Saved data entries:
-.-.-

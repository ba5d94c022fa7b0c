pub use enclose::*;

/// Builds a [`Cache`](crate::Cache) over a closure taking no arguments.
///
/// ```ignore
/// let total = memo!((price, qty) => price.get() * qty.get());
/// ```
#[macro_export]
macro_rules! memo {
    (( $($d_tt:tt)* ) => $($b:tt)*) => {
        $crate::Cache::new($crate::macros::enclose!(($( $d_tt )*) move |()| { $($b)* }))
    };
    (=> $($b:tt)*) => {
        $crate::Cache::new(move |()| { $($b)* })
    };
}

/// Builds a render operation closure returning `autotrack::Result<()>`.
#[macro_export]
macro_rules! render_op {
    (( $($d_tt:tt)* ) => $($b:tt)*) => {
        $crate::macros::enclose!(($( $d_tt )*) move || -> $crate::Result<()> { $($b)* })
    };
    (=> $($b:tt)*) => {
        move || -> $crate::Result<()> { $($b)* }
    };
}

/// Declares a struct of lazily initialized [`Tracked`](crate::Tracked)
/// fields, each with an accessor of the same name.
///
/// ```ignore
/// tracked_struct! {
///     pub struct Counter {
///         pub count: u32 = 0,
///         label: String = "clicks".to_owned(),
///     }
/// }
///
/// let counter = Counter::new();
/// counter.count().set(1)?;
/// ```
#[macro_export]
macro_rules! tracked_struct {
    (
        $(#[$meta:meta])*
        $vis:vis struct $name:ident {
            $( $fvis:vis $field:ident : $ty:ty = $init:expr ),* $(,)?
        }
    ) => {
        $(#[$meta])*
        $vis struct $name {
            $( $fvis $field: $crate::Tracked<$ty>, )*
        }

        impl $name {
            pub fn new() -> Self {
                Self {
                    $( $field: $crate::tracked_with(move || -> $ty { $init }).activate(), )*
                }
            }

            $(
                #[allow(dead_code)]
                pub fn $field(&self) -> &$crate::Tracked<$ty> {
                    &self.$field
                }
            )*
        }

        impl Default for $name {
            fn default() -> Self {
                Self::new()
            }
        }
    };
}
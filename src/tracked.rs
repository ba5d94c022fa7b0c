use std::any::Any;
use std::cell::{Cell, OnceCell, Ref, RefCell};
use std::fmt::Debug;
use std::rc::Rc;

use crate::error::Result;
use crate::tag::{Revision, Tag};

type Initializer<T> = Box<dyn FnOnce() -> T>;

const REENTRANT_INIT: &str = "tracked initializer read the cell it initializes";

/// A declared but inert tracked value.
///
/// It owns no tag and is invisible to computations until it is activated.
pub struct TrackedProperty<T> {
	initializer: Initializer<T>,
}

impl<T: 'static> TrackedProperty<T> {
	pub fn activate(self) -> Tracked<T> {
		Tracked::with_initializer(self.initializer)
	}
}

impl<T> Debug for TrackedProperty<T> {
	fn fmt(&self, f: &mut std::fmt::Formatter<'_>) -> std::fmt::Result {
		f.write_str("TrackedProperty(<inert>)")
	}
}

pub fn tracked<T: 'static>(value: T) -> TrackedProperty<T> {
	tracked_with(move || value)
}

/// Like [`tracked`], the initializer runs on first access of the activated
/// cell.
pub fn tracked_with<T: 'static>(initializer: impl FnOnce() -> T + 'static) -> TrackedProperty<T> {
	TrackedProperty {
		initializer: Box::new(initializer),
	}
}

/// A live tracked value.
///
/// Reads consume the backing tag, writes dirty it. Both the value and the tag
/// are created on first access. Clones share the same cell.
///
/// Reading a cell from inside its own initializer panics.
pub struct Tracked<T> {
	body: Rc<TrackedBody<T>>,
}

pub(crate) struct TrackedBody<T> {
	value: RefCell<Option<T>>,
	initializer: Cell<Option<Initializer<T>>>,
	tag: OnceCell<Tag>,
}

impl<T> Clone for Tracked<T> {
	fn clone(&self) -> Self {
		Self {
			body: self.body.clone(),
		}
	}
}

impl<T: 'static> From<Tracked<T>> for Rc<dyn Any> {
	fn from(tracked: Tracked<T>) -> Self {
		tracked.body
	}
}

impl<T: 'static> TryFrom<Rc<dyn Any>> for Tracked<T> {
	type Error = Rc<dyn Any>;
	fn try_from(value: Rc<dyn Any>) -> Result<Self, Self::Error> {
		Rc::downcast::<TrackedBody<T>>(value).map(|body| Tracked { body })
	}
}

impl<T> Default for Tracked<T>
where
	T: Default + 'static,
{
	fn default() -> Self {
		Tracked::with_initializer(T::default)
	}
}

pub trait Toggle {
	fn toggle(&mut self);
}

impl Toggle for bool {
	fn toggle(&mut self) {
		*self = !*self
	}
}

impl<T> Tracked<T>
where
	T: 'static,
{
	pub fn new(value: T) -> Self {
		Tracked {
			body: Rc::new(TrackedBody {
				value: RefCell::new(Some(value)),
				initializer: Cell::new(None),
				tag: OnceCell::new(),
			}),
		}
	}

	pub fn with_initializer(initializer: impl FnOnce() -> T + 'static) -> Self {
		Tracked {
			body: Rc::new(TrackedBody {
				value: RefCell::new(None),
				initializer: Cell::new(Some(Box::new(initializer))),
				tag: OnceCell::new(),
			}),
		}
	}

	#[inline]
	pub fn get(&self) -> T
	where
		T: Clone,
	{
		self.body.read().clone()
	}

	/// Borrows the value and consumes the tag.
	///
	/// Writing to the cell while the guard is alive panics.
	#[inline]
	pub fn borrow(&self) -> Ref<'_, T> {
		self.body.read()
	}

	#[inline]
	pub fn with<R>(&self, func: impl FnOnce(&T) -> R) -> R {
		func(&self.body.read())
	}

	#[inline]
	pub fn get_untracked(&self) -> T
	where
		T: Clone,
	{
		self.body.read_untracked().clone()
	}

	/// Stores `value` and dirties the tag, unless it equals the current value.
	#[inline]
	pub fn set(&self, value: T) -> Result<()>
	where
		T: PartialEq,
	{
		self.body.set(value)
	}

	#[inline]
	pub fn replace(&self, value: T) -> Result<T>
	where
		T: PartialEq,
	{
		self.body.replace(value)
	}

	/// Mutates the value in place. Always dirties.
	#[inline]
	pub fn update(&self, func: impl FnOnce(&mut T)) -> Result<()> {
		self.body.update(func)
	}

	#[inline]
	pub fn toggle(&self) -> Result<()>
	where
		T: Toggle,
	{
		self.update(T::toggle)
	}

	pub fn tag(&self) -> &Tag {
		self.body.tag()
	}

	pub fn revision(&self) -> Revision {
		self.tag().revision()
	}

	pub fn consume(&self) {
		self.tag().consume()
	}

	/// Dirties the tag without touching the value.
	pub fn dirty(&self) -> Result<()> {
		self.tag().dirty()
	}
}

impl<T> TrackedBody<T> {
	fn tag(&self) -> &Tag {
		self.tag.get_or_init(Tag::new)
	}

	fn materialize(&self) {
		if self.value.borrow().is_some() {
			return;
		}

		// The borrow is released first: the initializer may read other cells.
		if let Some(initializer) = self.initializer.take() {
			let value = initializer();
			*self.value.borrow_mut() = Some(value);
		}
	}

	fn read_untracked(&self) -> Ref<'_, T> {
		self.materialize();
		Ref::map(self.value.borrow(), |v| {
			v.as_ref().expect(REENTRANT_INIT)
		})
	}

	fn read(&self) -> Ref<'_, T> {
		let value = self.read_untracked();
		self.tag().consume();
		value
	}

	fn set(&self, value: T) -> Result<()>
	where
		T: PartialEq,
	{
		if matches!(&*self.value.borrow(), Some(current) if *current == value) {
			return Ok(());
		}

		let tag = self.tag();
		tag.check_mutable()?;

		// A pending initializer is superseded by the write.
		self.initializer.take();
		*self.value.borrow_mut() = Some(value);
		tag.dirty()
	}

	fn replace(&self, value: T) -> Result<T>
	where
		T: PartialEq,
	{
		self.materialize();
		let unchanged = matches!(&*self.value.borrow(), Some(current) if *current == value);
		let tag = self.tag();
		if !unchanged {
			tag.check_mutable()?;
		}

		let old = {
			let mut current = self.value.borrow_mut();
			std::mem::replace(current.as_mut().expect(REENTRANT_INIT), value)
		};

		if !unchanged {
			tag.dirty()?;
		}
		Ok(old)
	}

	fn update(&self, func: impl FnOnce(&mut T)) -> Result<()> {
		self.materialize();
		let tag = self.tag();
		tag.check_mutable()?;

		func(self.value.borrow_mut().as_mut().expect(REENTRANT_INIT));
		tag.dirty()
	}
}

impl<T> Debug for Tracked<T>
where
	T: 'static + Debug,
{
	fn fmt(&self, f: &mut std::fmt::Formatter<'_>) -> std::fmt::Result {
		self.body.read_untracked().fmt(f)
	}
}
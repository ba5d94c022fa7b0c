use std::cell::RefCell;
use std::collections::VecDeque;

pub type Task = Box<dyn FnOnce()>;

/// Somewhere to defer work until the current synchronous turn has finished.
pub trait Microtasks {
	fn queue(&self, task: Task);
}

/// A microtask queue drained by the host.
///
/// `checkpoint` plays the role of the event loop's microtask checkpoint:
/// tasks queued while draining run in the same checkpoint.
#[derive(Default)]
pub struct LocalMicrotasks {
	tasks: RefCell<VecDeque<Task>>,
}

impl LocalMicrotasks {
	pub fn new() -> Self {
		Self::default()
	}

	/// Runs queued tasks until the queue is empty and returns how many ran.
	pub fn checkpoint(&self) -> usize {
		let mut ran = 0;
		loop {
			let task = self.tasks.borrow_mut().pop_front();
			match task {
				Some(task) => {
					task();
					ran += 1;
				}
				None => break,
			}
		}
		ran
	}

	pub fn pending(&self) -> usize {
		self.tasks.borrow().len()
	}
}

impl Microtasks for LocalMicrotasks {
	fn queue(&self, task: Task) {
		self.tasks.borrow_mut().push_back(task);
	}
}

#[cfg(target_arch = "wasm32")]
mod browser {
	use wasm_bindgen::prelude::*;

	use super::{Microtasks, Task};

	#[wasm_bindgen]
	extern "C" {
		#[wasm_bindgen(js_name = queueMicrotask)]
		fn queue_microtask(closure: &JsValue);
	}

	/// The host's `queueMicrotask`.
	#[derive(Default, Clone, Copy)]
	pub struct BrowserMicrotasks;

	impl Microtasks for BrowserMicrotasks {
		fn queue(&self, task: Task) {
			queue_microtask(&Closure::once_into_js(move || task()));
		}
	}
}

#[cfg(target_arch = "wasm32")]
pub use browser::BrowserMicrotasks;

-.-.-

Requirement:
Show all lines from the records above where the word "pending" occurs.

Output for this exercise:
		// A pending initializer is superseded by the write.
	pub fn pending(&self) -> usize {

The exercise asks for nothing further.